=== Section Start ===

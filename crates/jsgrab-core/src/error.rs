//! Error taxonomy for the extraction/fetch pipeline.

use std::path::PathBuf;

/// Fatal, stage-level pipeline failures.
///
/// Per-URL download failures are deliberately not here; they are values
/// inside `fetch::DownloadResult` and never abort a batch.
#[derive(Debug, thiserror::Error)]
pub enum PipelineError {
    /// No base exchange/scope was selected; nothing anchors extraction.
    #[error("no base transaction selected")]
    NoSelection,
    /// Extraction finished with zero JS URLs; nothing to persist or fetch.
    #[error("no JavaScript URLs found")]
    NoUrlsFound,
    /// The intermediate URL list could not be written.
    #[error("failed to write URL list {path}")]
    Persistence {
        path: PathBuf,
        #[source]
        source: std::io::Error,
    },
}

/// Failure fetching or saving a single URL.
#[derive(Debug, thiserror::Error)]
pub enum DownloadError {
    /// Transport-level failure (DNS, connection refused, timeout, TLS).
    #[error(transparent)]
    Transport(#[from] curl::Error),
    /// Response status other than 200 after redirects.
    #[error("HTTP {0}")]
    Http(u32),
    /// Local write of the downloaded body failed.
    #[error("storage: {0}")]
    Storage(#[from] std::io::Error),
}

=== Section End ===

-- DESCRIPTION OF THE TASK --
Supply the count of lines in the entries that include "from", and no other text.

-- SOLUTION FOR THIS TASK --
2